Sweet Home (Page 91)

My excitement soon turned to dread.

Kathryn stumbled forward, grossly inebriated if the glaze in her eyes was anything to go by. “Well, hello, Molly. We meet again.”

I shifted to the end of the centre table, creating some distance between us. “What do you think you’re doing?” I looked first to Kathryn and then to Shelly, who lingered nervously in the background.

“You got the note, I see?”

My stomach sank. They’d set me up and I’d fallen for it like a mouse in a trap.

“Shelly here told me about you and Rome and your sickening, cutesy notes—she’s been watching you—and I knew that’d get you from the protection of your friends.”

We circled around the table like fighters circling the ring.

“I’ve been doing some digging on you, Miss Shakespeare from Durham, England.”

She read the alarm in my expression and laughed wickedly. “Mmm… yes, it made for very interesting reading.”

I jutted out my chin, trying to show I was unfazed.

I was anything but.

“Let’s see…” She put her finger to her mouth as she pretended to think. “Poverty, working class, living in what can be described as nothing more than a hovel. Momma dies in labour and leaves you in the care of an alcoholic miner of a father, who, when you were only a little girl,” she whined in a girly voice, baring her overly white teeth, “decided you weren’t worth sticking ‘round for and slit his wrists in the tub.” She slapped her hands on the wooden table. “Am I close, Molly? Is it hitting you yet? That you don’t belong anywhere near my family?”

Tears spilled from my eyes, but I stood firm, unmoving. I glanced at Shelly, who was skittishly guarding the door. She seemed shocked. Was it possible that she didn’t know that the little intimidation chat would develop into the shredding of my life?

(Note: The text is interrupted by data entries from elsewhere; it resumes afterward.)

//! Result-Set Options
//!
//! Sorting and pagination applied to a materialized result list, plus
//! the options object accepted by `findWithOptions`/`findOneAndUpdate`.

use std::cmp::Ordering;

use serde::{Deserialize, Serialize};
use serde_json::Value;

use crate::Document;

/// Sort direction for a `sort` field.
#[derive(Debug, Clone, Copy, Default, PartialEq, Eq, Serialize, Deserialize)]
#[serde(rename_all = "lowercase")]
pub enum SortOrder {
    #[default]
    Asc,
    Desc,
}

/// Options accepted by find-style operations.
///
/// `page` is 1-based; `limit` without `page` simply caps the result.
/// `return_new` selects the post-update document in `findOneAndUpdate`.
#[derive(Debug, Clone, Default, Serialize, Deserialize)]
#[serde(default, rename_all = "camelCase")]
pub struct FindOptions {
    pub page: Option<u64>,
    pub limit: Option<u64>,
    pub sort: Option<String>,
    pub order: Option<SortOrder>,
    pub return_new: Option<bool>,
}

/// Sort and paginate a result list.
pub fn apply_options(mut docs: Vec<Document>, options: &FindOptions) -> Vec<Document> {
    if let Some(field) = &options.sort {
        let order = options.order.unwrap_or_default();
        docs.sort_by(|a, b| {
            let ordering = order_values(a.get(field.as_str()), b.get(field.as_str()));
            match order {
                SortOrder::Asc => ordering,
                SortOrder::Desc => ordering.reverse(),
            }
        });
    }

    let skip = match (options.page, options.limit) {
        (Some(page), Some(limit)) => page.saturating_sub(1).saturating_mul(limit),
        _ => 0,
    } as usize;
    let take = options.limit.map_or(usize::MAX, |l| l as usize);

    docs.into_iter().skip(skip).take(take).collect()
}

/// Total order over JSON values: missing < null < bool < number <
/// string < array < object; within a type, the natural order where one
/// exists.
fn order_values(a: Option<&Value>, b: Option<&Value>) -> Ordering {
    fn rank(v: Option<&Value>) -> u8 {
        match v {
            None => 0,
            Some(Value::Null) => 1,
            Some(Value::Bool(_)) => 2,
            Some(Value::Number(_)) => 3,
            Some(Value::String(_)) => 4,
            Some(Value::Array(_)) => 5,
            Some(Value::Object(_)) => 6,
        }
    }

    match (a, b) {
        (Some(Value::Number(x)), Some(Value::Number(y))) => x
            .as_f64()
            .partial_cmp(&y.as_f64())
            .unwrap_or(Ordering::Equal),
        (Some(Value::String(x)), Some(Value::String(y))) => x.cmp(y),
        (Some(Value::Bool(x)), Some(Value::Bool(y))) => x.cmp(y),
        _ => rank(a).cmp(&rank(b)),
    }
}

#[cfg(test)]
mod tests {
    use super::*;
    use serde_json::json;

    fn docs(values: &[serde_json::Value]) -> Vec<Document> {
        values
            .iter()
            .map(|v| match v {
                Value::Object(map) => map.clone(),
                other => panic!("expected object, got {other:?}"),
            })
            .collect()
    }

    #[test]
    fn sorts_ascending_by_default() {
        let input = docs(&[json!({"n": 3}), json!({"n": 1}), json!({"n": 2})]);
        let options = FindOptions {
            sort: Some("n".into()),
            ..Default::default()
        };
        let out = apply_options(input, &options);
        let values: Vec<i64> = out.iter().map(|d| d["n"].as_i64().unwrap()).collect();
        assert_eq!(values, vec![1, 2, 3]);
    }

    #[test]
    fn sorts_descending() {
        let input = docs(&[json!({"n": 1}), json!({"n": 3}), json!({"n": 2})]);
        let options = FindOptions {
            sort: Some("n".into()),
            order: Some(SortOrder::Desc),
            ..Default::default()
        };
        let out = apply_options(input, &options);
        let values: Vec<i64> = out.iter().map(|d| d["n"].as_i64().unwrap()).collect();
        assert_eq!(values, vec![3, 2, 1]);
    }

    #[test]
    fn missing_sort_field_sorts_first() {
        let input = docs(&[json!({"n": 1}), json!({})]);
        let options = FindOptions {
            sort: Some("n".into()),
            ..Default::default()
        };
        let out = apply_options(input, &options);
        assert!(out[0].get("n").is_none());
    }

    #[test]
    fn paginates_one_based() {
        let input = docs(&[
            json!({"n": 1}),
            json!({"n": 2}),
            json!({"n": 3}),
            json!({"n": 4}),
            json!({"n": 5}),
        ]);
        let options = FindOptions {
            page: Some(2),
            limit: Some(2),
            ..Default::default()
        };
        let out = apply_options(input, &options);
        let values: Vec<i64> = out.iter().map(|d| d["n"].as_i64().unwrap()).collect();
        assert_eq!(values, vec![3, 4]);
    }

    #[test]
    fn limit_without_page_caps_results() {
        let input = docs(&[json!({"n": 1}), json!({"n": 2}), json!({"n": 3})]);
        let options = FindOptions {
            limit: Some(2),
            ..Default::default()
        };
        assert_eq!(apply_options(input, &options).len(), 2);
    }

    #[test]
    fn options_deserialize_from_wire_shape() {
        let options: FindOptions =
            serde_json::from_value(json!({"page": 1, "limit": 10, "sort": "age", "order": "desc", "returnNew": true}))
                .unwrap();
        assert_eq!(options.page, Some(1));
        assert_eq!(options.order, Some(SortOrder::Desc));
        assert_eq!(options.return_new, Some(true));
    }
}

Kathryn stood only feet away; she’d taken advantage of my stalling. “Fast-forward eight years and Grandma gets advanced stage-four lung cancer from smoking too much, and little, lonely Molly has to care for her all by herself, until—oops! She dies too, leaving little Molly all alone and thrown into foster care.”

My hand rubbed at my chest as I struggled to breathe, lungs smothered with the grief her words conjured. My legs grew weak, too weak to move as she approached, her putrid whiskey-laced breath almost making me retch.

“But that’s not the end, is it? Molly becomes plagued with sinking anxiety and depression, so bad she needs help, therapy… lots of therapy. But it doesn’t work. So she thinks of a plan—marry rich! She’s smart and manipulative, so she flees to Oxford to try and catch a wealthy idiot who’d fall for her charms. Isn’t that right, darlin’?”

I shook my head back and forth. “I would never do that! Stop making things up!”

Anger engulfed her face. “Makin’ it up? Does the name Oliver Bartholomew sound familiar? You dated him, didn’t you? An earl’s son? Then when that didn’t work out, you came over here and sank your nails into Rome as soon as you could, you gold-digging whore! You knew he was rich and you convinced him to be with you, didn’t you? He was meant to be with her!” She pointed at Shelly, who was now pacing in the doorway, playing with her hands, seeming increasingly distressed.

“Oliver and I were friends. We dated briefly, but I didn’t want anything more. He was a teaching assistant too, we worked together, but that was it. He was a good friend and a sweet guy. Don’t make out that what we had was sordid or calculated, because it wasn’t. The fact that he was rich didn’t mean a bloody thing!”

She gripped my chin and jerked my head to her face. “Just like it doesn’t matter that Rome is rich too? Give me a break! He shouldn’t be with you, whore! You need to leave him alone so he can do his duty to this family and stop being such a f**kin’ failure for once in his pathetic life! Or else you’ll be sorry!”

My anxiety faded as the urge to defend Romeo powered through. I smacked away her hand. “Sorry how? He has dreams, you know. He wants to play football… will play football professionally, and there’s nothing you can do to stop it. Do you even know how talented he is? How he’s regarded as the best player in all college football? He loves me and I love him, and nothing you do will tear us apart!” I leaned in and said in a low voice so only we could hear, “I know everything. He told me everything about you, Mr. Prince, his childhood, the beatings… everything. And I mean everything. You have no power over him anymore and never will again. Do you even know what you’ve done to him? How he struggles to contain his anger through years of hearing he was unwanted, useless?”